Tout d’abord, dans un premier litige, l’Ordre des avocats du barreau de Marseille sollicitait qu’il soit enjoint à l’Etat « de fournir des masques de protection, gants, blouses de protection et gels hydro alcooliques aux avocats du barreau de Marseille dans l’exercice de leurs missions » pour faire face aux risques induits par la propagation du covid-19.
L’Ordre faisait valoir que le manque de protection des avocats portait tant atteinte au droit au respect de la vie des avocats, qu’à leur droit d’exercer leur profession, et que, par ricochet, au droit des justiciables à bénéficier d’une défense effective devant les juridictions.
Le juge relève qu’un certain nombre de mesures ont été adoptées par l’Etat : les règles de procédure ont été adaptées de sorte à limiter les contacts entre les personnes ; l’organisation des services judiciaires a également été adaptée (par une distanciation matérielle des acteurs de la justice, et une désinfection des locaux) ; et enfin, la demande de masques n’était pas satisfaite en raison d’une « stratégie de gestion et d’utilisation maitrisée des masques de protection à l’échelle nationale […] face à l’insuffisance des stocks ».
A l’aune de ces éléments d’instruction, le juge considère qu’il n’y a pas d’atteinte grave et manifestement illégale aux libertés fondamentales invoquées qui justifierait que les injonctions demandées soient prononcées.
L’atteinte est donc appréciée ici tant au regard des mesures adoptées par l’Administration face au risque, qu’au regard des mesures qu’elle pouvait matériellement prendre compte tenu du contexte de pénurie de masques de protection.
Conseil d’État, Juge des référés, Ordre des avocats au barreau de Marseille, 20 avril 2020, n°439983
De la même manière, un détenu de la maison d’arrêt de Rouen avait saisi le juge des référés du TA de Rouen d’une demande tendant à ce qu’il soit enjoint à l’administration de ladite maison d’arrêt de « prendre toutes les mesures nécessaires pour assurer sa protection, durant l’épidémie de covid-19, et réduire le risque de contamination ». Le tribunal avait rejeté sa demande au motif qu’aucune atteinte n’était portée à ses droits.
Devant le Conseil d’Etat, le requérant invoquait l’atteinte à son droit au respect de la vie, au droit de ne pas être soumis à des traitements inhumains ou dégradants ainsi qu’au droit de recevoir les traitements et les soins appropriés à son état de santé.
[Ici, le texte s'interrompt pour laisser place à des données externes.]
//! The single output slot a UI observes while salts are searched.

use std::sync::Arc;

use tokio::sync::watch;
use tokio::task::JoinHandle;
use tracing::warn;

use crate::crypto::{Address, SaltNonce};

use super::{CancelToken, SaltSearch, SearchOutcome};

/// Observable search output.
#[derive(Debug, Clone, Copy, PartialEq, Eq, Default)]
pub struct SearchState {
    pub address: Option<Address>,
    /// The seed being tried while searching; the accepted salt once found.
    /// A cancelled search leaves the last seed it tried.
    pub salt: SaltNonce,
    pub is_searching: bool,
}

struct Running {
    cancel: CancelToken,
    handle: JoinHandle<()>,
}

/// Runs at most one search at a time against one [`SearchState`] slot.
///
/// Starting a search cancels and awaits the previous one first, so an older
/// search can never overwrite the result of a newer one.
pub struct SearchSession {
    state: Arc<watch::Sender<SearchState>>,
    running: Option<Running>,
}

impl Default for SearchSession {
    fn default() -> Self {
        Self::new()
    }
}

impl SearchSession {
    pub fn new() -> Self {
        let (tx, _rx) = watch::channel(SearchState::default());
        Self {
            state: Arc::new(tx),
            running: None,
        }
    }

    pub fn subscribe(&self) -> watch::Receiver<SearchState> {
        self.state.subscribe()
    }

    pub fn state(&self) -> SearchState {
        *self.state.borrow()
    }

    /// Replaces any in-flight search with a new one seeded by `seed`.
    pub async fn start(&mut self, search: SaltSearch, initializer: Vec<u8>, seed: SaltNonce) {
        self.cancel().await;

        self.state.send_replace(SearchState {
            address: None,
            salt: seed,
            is_searching: true,
        });

        let cancel = CancelToken::new();
        let token = cancel.clone();
        let state = Arc::clone(&self.state);
        let handle = tokio::spawn(async move {
            let outcome = search
                .find_address_with(&initializer, seed, &token, |tried| {
                    state.send_modify(|s| s.salt = *tried)
                })
                .await;
            match outcome {
                SearchOutcome::Found(m) => {
                    state.send_replace(SearchState {
                        address: Some(m.address),
                        salt: m.salt,
                        is_searching: false,
                    });
                }
                SearchOutcome::Cancelled { .. } => {
                    state.send_modify(|s| s.is_searching = false);
                }
            }
        });

        self.running = Some(Running { cancel, handle });
    }

    /// Expert mode: publish the address for an exact salt, no search.
    pub async fn pin(&mut self, search: &SaltSearch, initializer: &[u8], salt: SaltNonce) {
        self.cancel().await;
        let m = search.pinned(initializer, salt);
        self.state.send_replace(SearchState {
            address: Some(m.address),
            salt: m.salt,
            is_searching: false,
        });
    }

    /// Stops the in-flight search, if any, and waits for it to finish.
    pub async fn cancel(&mut self) {
        if let Some(running) = self.running.take() {
            running.cancel.cancel();
            if let Err(err) = running.handle.await {
                warn!(%err, "salt search task ended abnormally");
            }
        }
        self.state.send_modify(|s| s.is_searching = false);
    }

    /// Waits for the in-flight search to finish on its own.
    pub async fn wait(&mut self) -> SearchState {
        if let Some(running) = self.running.take() {
            if let Err(err) = running.handle.await {
                warn!(%err, "salt search task ended abnormally");
                self.state.send_modify(|s| s.is_searching = false);
            }
        }
        self.state()
    }
}

impl Drop for SearchSession {
    fn drop(&mut self) {
        if let Some(running) = &self.running {
            running.cancel.cancel();
        }
    }
}

#[cfg(test)]
mod tests {
    use super::*;
    use crate::deployments::{FACTORY_V130, INIT_CODE_HASH_V130_L1};
    use crate::matcher::Pattern;

    fn search(prefix: &str) -> SaltSearch {
        SaltSearch::new(
            FACTORY_V130,
            INIT_CODE_HASH_V130_L1,
            Pattern::new(Some(prefix), None).unwrap(),
        )
    }

    #[tokio::test]
    async fn test_search_publishes_result() {
        let mut session = SearchSession::new();
        let s = search("0");
        session.start(s.clone(), vec![1], SaltNonce::random()).await;
        let state = session.wait().await;
        assert!(!state.is_searching);
        let address = state.address.unwrap();
        assert!(address.to_hex().starts_with('0'));
        assert_eq!(s.predict(&[1], &state.salt), address);
    }

    #[tokio::test]
    async fn test_restart_cancels_stale_search() {
        let mut session = SearchSession::new();
        let rx = session.subscribe();

        // Unreachable pattern keeps the first search running.
        session
            .start(search(&"f".repeat(40)), vec![1], SaltNonce::ZERO)
            .await;
        assert!(rx.borrow().is_searching);

        let s = search("");
        let seed = SaltNonce::from_u64(5);
        session.start(s.clone(), vec![2], seed).await;
        let state = session.wait().await;
        assert_eq!(state.salt, seed);
        assert_eq!(state.address, Some(s.predict(&[2], &seed)));
        assert_eq!(*rx.borrow(), state);
    }

    #[tokio::test]
    async fn test_salt_follows_search_until_cancelled() {
        let mut session = SearchSession::new();
        let mut rx = session.subscribe();
        let seed = SaltNonce::from_u64(11);
        session.start(search(&"f".repeat(40)), vec![1], seed).await;
        assert_eq!(rx.borrow_and_update().salt, seed);

        tokio::time::timeout(std::time::Duration::from_secs(5), async {
            while rx.borrow_and_update().salt == seed {
                rx.changed().await.unwrap();
            }
        })
        .await
        .unwrap();

        session.cancel().await;
        let frozen = session.state();
        assert!(!frozen.is_searching);
        assert_eq!(frozen.address, None);
        assert_ne!(frozen.salt, seed);
        for _ in 0..10 {
            tokio::task::yield_now().await;
        }
        assert_eq!(session.state(), frozen);
    }

    #[tokio::test]
    async fn test_pin_sets_exact_salt() {
        let mut session = SearchSession::new();
        let s = search("ffff");
        let salt = SaltNonce::from_u64(99);
        session.pin(&s, &[3], salt).await;
        assert_eq!(session.state().address, Some(s.predict(&[3], &salt)));
    }
}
Il alléguait notamment divers manquements de l’administration : fourniture insuffisante de produits de protection (savon, gel hydro-alcoolique, masques), carence de son suivi médical. Il soutenait, au regard de son état de santé fragile, devoir bénéficier de mesures « de protection renforcée » (notamment son placement en cellule individuelle).
Dans sa décision, le Conseil d’Etat reconnait bien le caractère particulier de la situation du requérant, qui bénéficie d’un suivi médical spécifique eu égard à son état de santé. Cependant, au terme de son examen, eu égard aux mesures prises par l’Etat et à l’administration de la maison d’arrêt, la Haute-juridiction n’a pas relevé d’atteinte grave et manifestement illégale aux libertés du requérant.
En effet, le Conseil rappelle que le ministère de la justice a su adapter, au fur et à mesure des phases de l’épidémie, les mesures permettant d’éviter la propagation du virus, permettant en l’espèce le respect des gestes barrières, des mesures d’hygiènes nécessaires ; et ouvrant au requérant l’accès à des consultations médicales supplémentaires. La décision relève également que la non-distribution de masques et l’absence de dépistages étaient justifiées, en l’état des disponibilités et eu égard aux critères de priorités définis par l’Etat pour l’affectation de ces dispositifs particuliers.